[Collected data]

- - - -

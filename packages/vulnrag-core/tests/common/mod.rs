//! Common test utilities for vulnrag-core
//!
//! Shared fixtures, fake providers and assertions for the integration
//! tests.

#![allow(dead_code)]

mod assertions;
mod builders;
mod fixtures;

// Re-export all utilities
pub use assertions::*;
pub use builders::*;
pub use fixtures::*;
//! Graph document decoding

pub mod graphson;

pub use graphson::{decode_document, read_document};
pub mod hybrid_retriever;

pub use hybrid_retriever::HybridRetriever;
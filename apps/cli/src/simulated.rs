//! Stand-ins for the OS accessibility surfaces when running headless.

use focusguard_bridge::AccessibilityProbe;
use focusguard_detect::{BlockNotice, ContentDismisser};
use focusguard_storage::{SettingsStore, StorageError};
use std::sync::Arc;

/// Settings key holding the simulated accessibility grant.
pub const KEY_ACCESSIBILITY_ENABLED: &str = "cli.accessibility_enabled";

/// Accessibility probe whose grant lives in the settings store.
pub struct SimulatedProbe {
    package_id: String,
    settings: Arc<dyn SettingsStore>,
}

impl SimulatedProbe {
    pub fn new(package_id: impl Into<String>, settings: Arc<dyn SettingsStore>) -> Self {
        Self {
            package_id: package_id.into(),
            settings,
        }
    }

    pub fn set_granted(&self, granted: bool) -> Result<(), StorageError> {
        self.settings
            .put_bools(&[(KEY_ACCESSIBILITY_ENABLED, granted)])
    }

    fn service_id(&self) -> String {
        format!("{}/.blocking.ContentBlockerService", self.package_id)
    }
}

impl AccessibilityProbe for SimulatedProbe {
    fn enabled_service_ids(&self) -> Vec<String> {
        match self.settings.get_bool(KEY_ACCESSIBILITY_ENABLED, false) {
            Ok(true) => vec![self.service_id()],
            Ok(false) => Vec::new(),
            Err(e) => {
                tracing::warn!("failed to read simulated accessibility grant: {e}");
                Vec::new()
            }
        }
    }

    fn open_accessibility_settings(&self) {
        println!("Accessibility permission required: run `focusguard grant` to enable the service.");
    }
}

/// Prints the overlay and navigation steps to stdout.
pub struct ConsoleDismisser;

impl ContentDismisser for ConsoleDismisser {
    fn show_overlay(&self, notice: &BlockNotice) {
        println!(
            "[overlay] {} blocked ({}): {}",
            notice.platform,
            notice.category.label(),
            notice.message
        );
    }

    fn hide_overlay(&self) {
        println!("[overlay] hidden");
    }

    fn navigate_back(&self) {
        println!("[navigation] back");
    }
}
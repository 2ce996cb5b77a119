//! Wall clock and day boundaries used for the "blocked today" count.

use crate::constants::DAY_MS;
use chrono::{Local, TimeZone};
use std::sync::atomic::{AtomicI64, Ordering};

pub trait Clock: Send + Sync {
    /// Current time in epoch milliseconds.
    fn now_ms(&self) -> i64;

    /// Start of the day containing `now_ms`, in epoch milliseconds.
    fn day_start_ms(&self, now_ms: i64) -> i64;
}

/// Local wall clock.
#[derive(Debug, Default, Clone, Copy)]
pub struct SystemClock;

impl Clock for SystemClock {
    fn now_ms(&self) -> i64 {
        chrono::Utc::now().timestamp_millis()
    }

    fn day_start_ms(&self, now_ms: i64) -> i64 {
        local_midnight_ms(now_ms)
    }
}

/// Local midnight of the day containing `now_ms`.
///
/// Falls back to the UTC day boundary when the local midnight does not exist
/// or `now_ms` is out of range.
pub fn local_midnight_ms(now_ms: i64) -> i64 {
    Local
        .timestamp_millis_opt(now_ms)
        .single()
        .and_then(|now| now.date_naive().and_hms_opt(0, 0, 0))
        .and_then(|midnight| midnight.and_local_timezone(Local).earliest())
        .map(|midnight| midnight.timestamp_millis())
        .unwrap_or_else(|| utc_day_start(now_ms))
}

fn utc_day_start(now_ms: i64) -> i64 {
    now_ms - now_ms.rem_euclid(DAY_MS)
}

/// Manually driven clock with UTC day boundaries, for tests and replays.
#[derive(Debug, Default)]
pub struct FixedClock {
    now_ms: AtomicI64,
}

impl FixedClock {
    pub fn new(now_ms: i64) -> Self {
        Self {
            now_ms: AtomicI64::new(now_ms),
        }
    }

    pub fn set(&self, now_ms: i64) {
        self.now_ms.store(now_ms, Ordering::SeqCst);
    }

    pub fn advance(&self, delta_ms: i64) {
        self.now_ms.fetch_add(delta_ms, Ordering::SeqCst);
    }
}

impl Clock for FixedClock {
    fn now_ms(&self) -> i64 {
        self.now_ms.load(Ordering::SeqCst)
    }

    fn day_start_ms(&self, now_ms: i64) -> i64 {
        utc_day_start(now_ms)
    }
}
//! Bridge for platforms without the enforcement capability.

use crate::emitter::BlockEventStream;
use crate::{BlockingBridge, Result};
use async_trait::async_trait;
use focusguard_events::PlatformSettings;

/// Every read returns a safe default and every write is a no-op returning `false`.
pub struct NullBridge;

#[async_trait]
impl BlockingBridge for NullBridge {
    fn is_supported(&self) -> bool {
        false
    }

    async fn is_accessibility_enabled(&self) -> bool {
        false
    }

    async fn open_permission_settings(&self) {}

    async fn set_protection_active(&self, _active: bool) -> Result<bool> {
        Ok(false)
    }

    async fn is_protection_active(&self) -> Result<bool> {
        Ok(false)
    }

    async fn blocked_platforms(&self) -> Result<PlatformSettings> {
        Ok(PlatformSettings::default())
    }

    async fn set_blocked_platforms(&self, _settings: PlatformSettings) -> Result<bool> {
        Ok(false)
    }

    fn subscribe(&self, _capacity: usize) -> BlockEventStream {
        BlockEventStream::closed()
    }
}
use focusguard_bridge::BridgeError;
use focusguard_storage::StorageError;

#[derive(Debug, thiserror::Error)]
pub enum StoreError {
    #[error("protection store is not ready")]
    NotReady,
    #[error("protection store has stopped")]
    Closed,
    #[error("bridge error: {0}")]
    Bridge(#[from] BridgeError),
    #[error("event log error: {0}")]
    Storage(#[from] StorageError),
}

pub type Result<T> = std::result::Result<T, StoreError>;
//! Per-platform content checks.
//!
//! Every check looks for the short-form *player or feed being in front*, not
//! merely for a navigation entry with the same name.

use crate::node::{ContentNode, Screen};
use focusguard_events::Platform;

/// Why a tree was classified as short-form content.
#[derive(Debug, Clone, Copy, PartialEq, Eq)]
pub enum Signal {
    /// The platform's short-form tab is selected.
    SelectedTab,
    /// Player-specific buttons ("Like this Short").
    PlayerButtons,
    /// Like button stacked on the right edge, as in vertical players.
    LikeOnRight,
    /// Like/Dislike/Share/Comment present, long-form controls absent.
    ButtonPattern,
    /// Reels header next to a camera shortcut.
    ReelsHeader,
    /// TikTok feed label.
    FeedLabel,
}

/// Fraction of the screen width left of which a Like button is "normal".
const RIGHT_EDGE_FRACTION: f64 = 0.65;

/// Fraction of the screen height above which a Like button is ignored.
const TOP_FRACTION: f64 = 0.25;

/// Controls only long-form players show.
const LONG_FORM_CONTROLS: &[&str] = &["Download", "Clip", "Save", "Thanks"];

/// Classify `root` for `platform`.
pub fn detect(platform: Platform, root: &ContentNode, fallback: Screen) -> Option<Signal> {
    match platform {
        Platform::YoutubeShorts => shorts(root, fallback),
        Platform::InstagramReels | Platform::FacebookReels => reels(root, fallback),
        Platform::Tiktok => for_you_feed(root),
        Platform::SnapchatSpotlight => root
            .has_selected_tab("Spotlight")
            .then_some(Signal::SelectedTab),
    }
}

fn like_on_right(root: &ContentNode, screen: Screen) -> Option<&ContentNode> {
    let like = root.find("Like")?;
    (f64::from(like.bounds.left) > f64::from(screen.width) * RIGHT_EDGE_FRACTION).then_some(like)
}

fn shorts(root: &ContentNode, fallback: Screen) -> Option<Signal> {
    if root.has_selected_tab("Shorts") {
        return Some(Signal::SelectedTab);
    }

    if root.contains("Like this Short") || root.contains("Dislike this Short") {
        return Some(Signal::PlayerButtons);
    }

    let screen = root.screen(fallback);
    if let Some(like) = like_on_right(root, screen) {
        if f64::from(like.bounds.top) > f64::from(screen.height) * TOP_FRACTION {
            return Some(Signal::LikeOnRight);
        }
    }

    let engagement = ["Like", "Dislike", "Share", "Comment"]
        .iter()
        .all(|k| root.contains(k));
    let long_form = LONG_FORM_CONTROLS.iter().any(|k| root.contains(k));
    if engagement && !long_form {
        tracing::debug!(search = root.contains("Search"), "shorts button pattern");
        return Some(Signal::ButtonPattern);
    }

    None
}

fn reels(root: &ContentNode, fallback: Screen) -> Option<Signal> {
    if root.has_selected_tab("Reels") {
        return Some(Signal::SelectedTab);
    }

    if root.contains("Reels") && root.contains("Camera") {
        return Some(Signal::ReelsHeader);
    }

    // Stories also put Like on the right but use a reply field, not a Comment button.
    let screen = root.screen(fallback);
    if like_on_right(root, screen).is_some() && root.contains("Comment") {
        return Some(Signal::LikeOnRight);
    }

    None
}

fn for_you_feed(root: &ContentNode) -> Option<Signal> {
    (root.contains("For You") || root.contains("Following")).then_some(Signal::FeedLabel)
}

- - - -

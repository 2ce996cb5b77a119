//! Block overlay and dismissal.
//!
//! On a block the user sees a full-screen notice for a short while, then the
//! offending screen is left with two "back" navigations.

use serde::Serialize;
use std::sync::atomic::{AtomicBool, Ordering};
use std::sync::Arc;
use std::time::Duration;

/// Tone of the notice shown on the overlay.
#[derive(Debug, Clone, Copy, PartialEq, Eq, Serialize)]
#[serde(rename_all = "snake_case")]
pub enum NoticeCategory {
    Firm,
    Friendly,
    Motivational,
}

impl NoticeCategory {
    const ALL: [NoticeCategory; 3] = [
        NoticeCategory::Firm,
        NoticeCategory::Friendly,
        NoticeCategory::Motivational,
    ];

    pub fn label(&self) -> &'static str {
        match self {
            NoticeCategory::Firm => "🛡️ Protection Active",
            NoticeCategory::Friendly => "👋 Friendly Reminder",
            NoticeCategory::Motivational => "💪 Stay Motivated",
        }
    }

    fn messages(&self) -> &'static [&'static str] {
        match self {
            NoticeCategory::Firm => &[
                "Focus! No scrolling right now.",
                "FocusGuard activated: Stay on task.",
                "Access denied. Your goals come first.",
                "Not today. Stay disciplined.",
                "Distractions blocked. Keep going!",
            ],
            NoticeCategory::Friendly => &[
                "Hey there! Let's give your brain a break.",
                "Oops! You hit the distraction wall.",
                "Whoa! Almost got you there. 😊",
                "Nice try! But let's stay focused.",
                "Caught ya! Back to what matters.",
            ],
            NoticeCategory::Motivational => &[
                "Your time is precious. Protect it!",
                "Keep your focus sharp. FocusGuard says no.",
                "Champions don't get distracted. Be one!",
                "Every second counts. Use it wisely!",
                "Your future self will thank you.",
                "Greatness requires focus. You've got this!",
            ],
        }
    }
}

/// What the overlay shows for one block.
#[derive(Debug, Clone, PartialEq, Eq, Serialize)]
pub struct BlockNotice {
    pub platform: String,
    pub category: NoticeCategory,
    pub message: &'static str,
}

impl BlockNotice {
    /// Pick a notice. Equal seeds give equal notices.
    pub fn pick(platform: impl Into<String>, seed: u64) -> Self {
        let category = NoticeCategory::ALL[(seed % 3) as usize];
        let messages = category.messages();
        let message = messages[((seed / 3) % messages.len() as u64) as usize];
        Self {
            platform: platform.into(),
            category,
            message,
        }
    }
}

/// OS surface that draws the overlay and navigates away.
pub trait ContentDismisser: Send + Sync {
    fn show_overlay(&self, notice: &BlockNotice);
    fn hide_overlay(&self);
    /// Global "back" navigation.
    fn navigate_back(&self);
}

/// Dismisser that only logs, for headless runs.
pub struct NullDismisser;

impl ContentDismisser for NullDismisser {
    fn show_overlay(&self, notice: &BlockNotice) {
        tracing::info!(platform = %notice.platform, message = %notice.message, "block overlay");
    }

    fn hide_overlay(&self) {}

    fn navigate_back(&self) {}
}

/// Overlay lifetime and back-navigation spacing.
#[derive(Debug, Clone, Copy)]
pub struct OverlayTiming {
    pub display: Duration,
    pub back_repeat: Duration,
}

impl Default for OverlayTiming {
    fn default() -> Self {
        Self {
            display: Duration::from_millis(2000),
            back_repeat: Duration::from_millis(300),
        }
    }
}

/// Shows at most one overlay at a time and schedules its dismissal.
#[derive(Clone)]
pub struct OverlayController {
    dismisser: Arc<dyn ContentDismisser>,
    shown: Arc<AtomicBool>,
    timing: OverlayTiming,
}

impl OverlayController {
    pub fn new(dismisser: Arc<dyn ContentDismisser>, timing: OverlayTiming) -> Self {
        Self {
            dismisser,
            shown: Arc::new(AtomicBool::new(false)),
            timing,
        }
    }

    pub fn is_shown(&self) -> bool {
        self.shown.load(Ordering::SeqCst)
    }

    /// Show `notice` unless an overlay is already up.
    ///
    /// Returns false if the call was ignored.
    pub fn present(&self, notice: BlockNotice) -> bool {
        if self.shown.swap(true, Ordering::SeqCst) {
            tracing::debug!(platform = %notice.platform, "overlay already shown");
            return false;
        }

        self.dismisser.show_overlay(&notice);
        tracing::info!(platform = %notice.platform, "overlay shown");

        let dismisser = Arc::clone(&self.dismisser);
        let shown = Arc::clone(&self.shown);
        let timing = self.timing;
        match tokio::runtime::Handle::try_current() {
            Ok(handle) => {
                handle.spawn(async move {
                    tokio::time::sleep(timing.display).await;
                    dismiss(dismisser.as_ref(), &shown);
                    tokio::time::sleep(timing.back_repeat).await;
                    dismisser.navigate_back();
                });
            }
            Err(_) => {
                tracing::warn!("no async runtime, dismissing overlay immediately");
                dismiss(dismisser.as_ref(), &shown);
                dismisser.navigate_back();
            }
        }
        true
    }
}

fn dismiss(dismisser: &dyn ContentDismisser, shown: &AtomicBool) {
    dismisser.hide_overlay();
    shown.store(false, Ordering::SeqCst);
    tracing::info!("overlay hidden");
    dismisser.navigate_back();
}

- - - -

Search the entries for the word "sleep" and copy every line that holds it.

* Solution for this problem *
                    tokio::time::sleep(timing.display).await;
                    tokio::time::sleep(timing.back_repeat).await;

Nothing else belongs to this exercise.